Task item:
Run through the data and copy out every line that mentions the word "String".

-- Data for this task follows --

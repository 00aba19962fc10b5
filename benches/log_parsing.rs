//! Log and result-table parsing benchmarks (Criterion)

use coremark_pro_plugin::parser::{parse_results_table, LogFormat};
use coremark_pro_plugin::Workload;
use std::hint::black_box;
use criterion::{criterion_group, criterion_main, BenchmarkId, Criterion};

/// A run log with `runs` repetitions of the per-workload median block.
fn sample_log(runs: usize) -> String {
    let mut log = String::from("#UID Suite Name Ctx Wrk Fails t(s) Iter Iter/s Codesize Datasize\n");
    for run in 0..runs {
        log.push_str(&format!("#Results for performance runs started at run {run}\n"));
        for (i, workload) in Workload::ALL.iter().enumerate() {
            log.push_str(&format!(
                "236138746 MLT {} 1 1 0 {:.3} {} 10.00 10000 20000\n",
                workload,
                0.1 * (i + 1) as f64,
                i + 1
            ));
            log.push_str(&format!(
                "median single {} 1 1 0 {:.3} {} 10.00 10000 20000\n",
                workload,
                0.1 * (i + 1) as f64,
                i + 1
            ));
        }
    }
    log
}

fn sample_output() -> String {
    let mut output = String::from(
        "WORKLOAD RESULTS TABLE\n\nWorkload Name (iter/s) (iter/s) Scaling\n---------- ---------- ----------\n",
    );
    for workload in Workload::ALL {
        output.push_str(&format!("{workload} 178.57 178.57 1.00\n"));
    }
    output.push_str("\nMARK RESULTS TABLE\n\nMark Name MultiCore SingleCore Scaling\n");
    output.push_str("CoreMark-PRO 4512.34 4512.34 1.00\n");
    output
}

fn benchmark_log_passes(c: &mut Criterion) {
    let format = LogFormat::default();
    let mut group = c.benchmark_group("log_parsing");

    for runs in [1, 10, 100].iter() {
        let log = sample_log(*runs);

        group.bench_with_input(BenchmarkId::new("median_times", runs), &log, |b, log| {
            b.iter(|| format.median_times(black_box(log)))
        });
        group.bench_with_input(BenchmarkId::new("iteration_counts", runs), &log, |b, log| {
            b.iter(|| format.iteration_counts(black_box(log)))
        });
    }

    group.finish();
}

fn benchmark_results_table(c: &mut Criterion) {
    let output = sample_output();
    c.bench_function("results_table", |b| {
        b.iter(|| parse_results_table(black_box(&output)))
    });
}

criterion_group!(benches, benchmark_log_passes, benchmark_results_table);
criterion_main!(benches);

-- Data for this task concluded --

Problem solution:
fn sample_log(runs: usize) -> String {
    let mut log = String::from("#UID Suite Name Ctx Wrk Fails t(s) Iter Iter/s Codesize Datasize\n");
fn sample_output() -> String {
    let mut output = String::from(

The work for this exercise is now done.